(YOUR GOAL): Print the records below once again, exactly as they were given.

(MATERIAL SUPPLIED):

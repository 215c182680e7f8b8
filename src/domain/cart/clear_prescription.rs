//! Clear Prescription slice

use tracing::{debug, instrument};

use crate::infra::storage::{KeyValueStore, StorageError};

use super::AggregatedCart;

impl<S: KeyValueStore> AggregatedCart<S> {
    /// Removes every line of `prescription_id` and keeps the rest in order.
    ///
    /// A missing or blank id does nothing, so unscoped lines can never be cleared by accident.
    #[instrument(skip(self))]
    pub fn clear_prescription(&mut self, prescription_id: Option<&str>) -> Result<(), StorageError> {
        let Some(prescription_id) = prescription_id.filter(|id| !id.is_empty()) else {
            return Ok(());
        };

        let mut cart = self.get_cart();
        let before = cart.items.len();
        cart.items
            .retain(|item| item.prescription_id != *prescription_id);
        self.save_cart(&cart)?;
        debug!(
            "ClearPrescription: removed {} line(s) of {prescription_id}",
            before - cart.items.len()
        );
        Ok(())
    }
}

//-------------------------- Tests -------------------------------
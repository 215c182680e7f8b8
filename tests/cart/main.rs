mod config;
mod file_session_cart;
mod run_command;
mod test_utils;
//! Add Items slice

use std::collections::HashMap;

use tracing::{debug, instrument};

use crate::infra::storage::{KeyValueStore, StorageError};

use super::{AggregatedCart, Cart, CartItem, CartKey, MergePolicy};

impl<S: KeyValueStore> AggregatedCart<S> {
    /// Merges `new_items` into the cart by [`CartKey`] and persists the result.
    ///
    /// A line whose key is already present has its quantity increased by the incoming
    /// quantity; a new key is appended. Adding the same list twice therefore doubles the
    /// quantities. Lines keep the position of their first occurrence.
    #[instrument(skip_all, fields(incoming = tracing::field::Empty))]
    pub fn add_items<I>(&mut self, new_items: I) -> Result<Cart, StorageError>
    where
        I: IntoIterator<Item = CartItem>,
    {
        let cart = self.get_cart();
        let mut lines = MergedLines::with_capacity(cart.items.len());
        for item in cart.items {
            lines.replace(item);
        }

        let mut incoming = 0usize;
        for item in new_items {
            incoming += 1;
            lines.accumulate(item.normalized(), self.merge_policy());
        }
        tracing::Span::current().record("incoming", incoming);

        let cart = Cart::new(lines.into_items());
        self.save_cart(&cart)?;
        debug!("AddItems: merged {incoming} line(s), cart now has {}", cart.items.len());
        Ok(cart)
    }
}

/// Insertion-ordered lines with at most one line per key.
struct MergedLines {
    positions: HashMap<CartKey, usize>,
    items: Vec<CartItem>,
}

impl MergedLines {
    fn with_capacity(capacity: usize) -> Self {
        Self {
            positions: HashMap::with_capacity(capacity),
            items: Vec::with_capacity(capacity),
        }
    }

    /// A later stored line with an already seen key replaces the earlier one in place.
    fn replace(&mut self, item: CartItem) {
        match self.positions.get(&item.key()) {
            Some(&position) => self.items[position] = item,
            None => self.push(item),
        }
    }

    fn accumulate(&mut self, item: CartItem, policy: MergePolicy) {
        let Some(&position) = self.positions.get(&item.key()) else {
            self.push(item);
            return;
        };

        let existing = &mut self.items[position];
        let quantity = existing
            .effective_quantity()
            .saturating_add(item.effective_quantity());
        match policy {
            MergePolicy::PreferIncoming => *existing = item.with_quantity(quantity),
            MergePolicy::KeepExisting => existing.quantity = quantity,
        }
    }

    fn push(&mut self, item: CartItem) {
        self.positions.insert(item.key(), self.items.len());
        self.items.push(item);
    }

    fn into_items(self) -> Vec<CartItem> {
        self.items
    }
}

//-------------------------- Tests -------------------------------
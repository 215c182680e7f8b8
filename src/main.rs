use std::process::ExitCode;

use anyhow::Context;
use clap::Parser;
use pharmacy_cart::{configure_tracing, infra::{get_config_settings, Cli}, run};
use tracing::error;

fn main() -> anyhow::Result<ExitCode> {
    let cli = Cli::parse();

    let settings = get_config_settings().context("Could not read application configuration.")?;

    // _worker_guard is pulled back into the scope of main() to ensure all tracing events get
    // written to the log file when the program terminates, which is done when _worker_guard is
    // dropped.
    let _worker_guard = configure_tracing(&settings);

    match run(&settings, cli) {
        Ok(output) => {
            let rendered =
                serde_json::to_string_pretty(&output).context("Could not render output.")?;
            println!("{rendered}");
            Ok(ExitCode::SUCCESS)
        }
        Err(e) => {
            error!("pharmacy_cart: command failed with {e:?}");
            eprintln!("{e}");
            Ok(e.exit_code())
        }
    }
}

(EXPECTED ANSWER):
repository 215c182680e7f8b8
filename src/domain/cart/clear_prescription.rs
//! Clear Prescription slice

use tracing::{debug, instrument};

use crate::infra::storage::{KeyValueStore, StorageError};

use super::AggregatedCart;

impl<S: KeyValueStore> AggregatedCart<S> {
    /// Removes every line of `prescription_id` and keeps the rest in order.
    ///
    /// A missing or blank id does nothing, so unscoped lines can never be cleared by accident.
    #[instrument(skip(self))]
    pub fn clear_prescription(&mut self, prescription_id: Option<&str>) -> Result<(), StorageError> {
        let Some(prescription_id) = prescription_id.filter(|id| !id.is_empty()) else {
            return Ok(());
        };

        let mut cart = self.get_cart();
        let before = cart.items.len();
        cart.items
            .retain(|item| item.prescription_id != *prescription_id);
        self.save_cart(&cart)?;
        debug!(
            "ClearPrescription: removed {} line(s) of {prescription_id}",
            before - cart.items.len()
        );
        Ok(())
    }
}

//-------------------------- Tests -------------------------------
repository 215c182680e7f8b8
filename tests/cart/main.rs
mod config;
mod file_session_cart;
mod run_command;
mod test_utils;
//! Add Items slice

use std::collections::HashMap;

use tracing::{debug, instrument};

use crate::infra::storage::{KeyValueStore, StorageError};

use super::{AggregatedCart, Cart, CartItem, CartKey, MergePolicy};

impl<S: KeyValueStore> AggregatedCart<S> {
    /// Merges `new_items` into the cart by [`CartKey`] and persists the result.
    ///
    /// A line whose key is already present has its quantity increased by the incoming
    /// quantity; a new key is appended. Adding the same list twice therefore doubles the
    /// quantities. Lines keep the position of their first occurrence.
    #[instrument(skip_all, fields(incoming = tracing::field::Empty))]
    pub fn add_items<I>(&mut self, new_items: I) -> Result<Cart, StorageError>
    where
        I: IntoIterator<Item = CartItem>,
    {
        let cart = self.get_cart();
        let mut lines = MergedLines::with_capacity(cart.items.len());
        for item in cart.items {
            lines.replace(item);
        }

        let mut incoming = 0usize;
        for item in new_items {
            incoming += 1;
            lines.accumulate(item.normalized(), self.merge_policy());
        }
        tracing::Span::current().record("incoming", incoming);

        let cart = Cart::new(lines.into_items());
        self.save_cart(&cart)?;
        debug!("AddItems: merged {incoming} line(s), cart now has {}", cart.items.len());
        Ok(cart)
    }
}

/// Insertion-ordered lines with at most one line per key.
struct MergedLines {
    positions: HashMap<CartKey, usize>,
    items: Vec<CartItem>,
}

impl MergedLines {
    fn with_capacity(capacity: usize) -> Self {
        Self {
            positions: HashMap::with_capacity(capacity),
            items: Vec::with_capacity(capacity),
        }
    }

    /// A later stored line with an already seen key replaces the earlier one in place.
    fn replace(&mut self, item: CartItem) {
        match self.positions.get(&item.key()) {
            Some(&position) => self.items[position] = item,
            None => self.push(item),
        }
    }

    fn accumulate(&mut self, item: CartItem, policy: MergePolicy) {
        let Some(&position) = self.positions.get(&item.key()) else {
            self.push(item);
            return;
        };

        let existing = &mut self.items[position];
        let quantity = existing
            .effective_quantity()
            .saturating_add(item.effective_quantity());
        match policy {
            MergePolicy::PreferIncoming => *existing = item.with_quantity(quantity),
            MergePolicy::KeepExisting => existing.quantity = quantity,
        }
    }

    fn push(&mut self, item: CartItem) {
        self.positions.insert(item.key(), self.items.len());
        self.items.push(item);
    }

    fn into_items(self) -> Vec<CartItem> {
        self.items
    }
}

//-------------------------- Tests -------------------------------
repository 215c182680e7f8b8
filename src/main.rs
use std::process::ExitCode;

use anyhow::Context;
use clap::Parser;
use pharmacy_cart::{configure_tracing, infra::{get_config_settings, Cli}, run};
use tracing::error;

fn main() -> anyhow::Result<ExitCode> {
    let cli = Cli::parse();

    let settings = get_config_settings().context("Could not read application configuration.")?;

    // _worker_guard is pulled back into the scope of main() to ensure all tracing events get
    // written to the log file when the program terminates, which is done when _worker_guard is
    // dropped.
    let _worker_guard = configure_tracing(&settings);

    match run(&settings, cli) {
        Ok(output) => {
            let rendered =
                serde_json::to_string_pretty(&output).context("Could not render output.")?;
            println!("{rendered}");
            Ok(ExitCode::SUCCESS)
        }
        Err(e) => {
            error!("pharmacy_cart: command failed with {e:?}");
            eprintln!("{e}");
            Ok(e.exit_code())
        }
    }
}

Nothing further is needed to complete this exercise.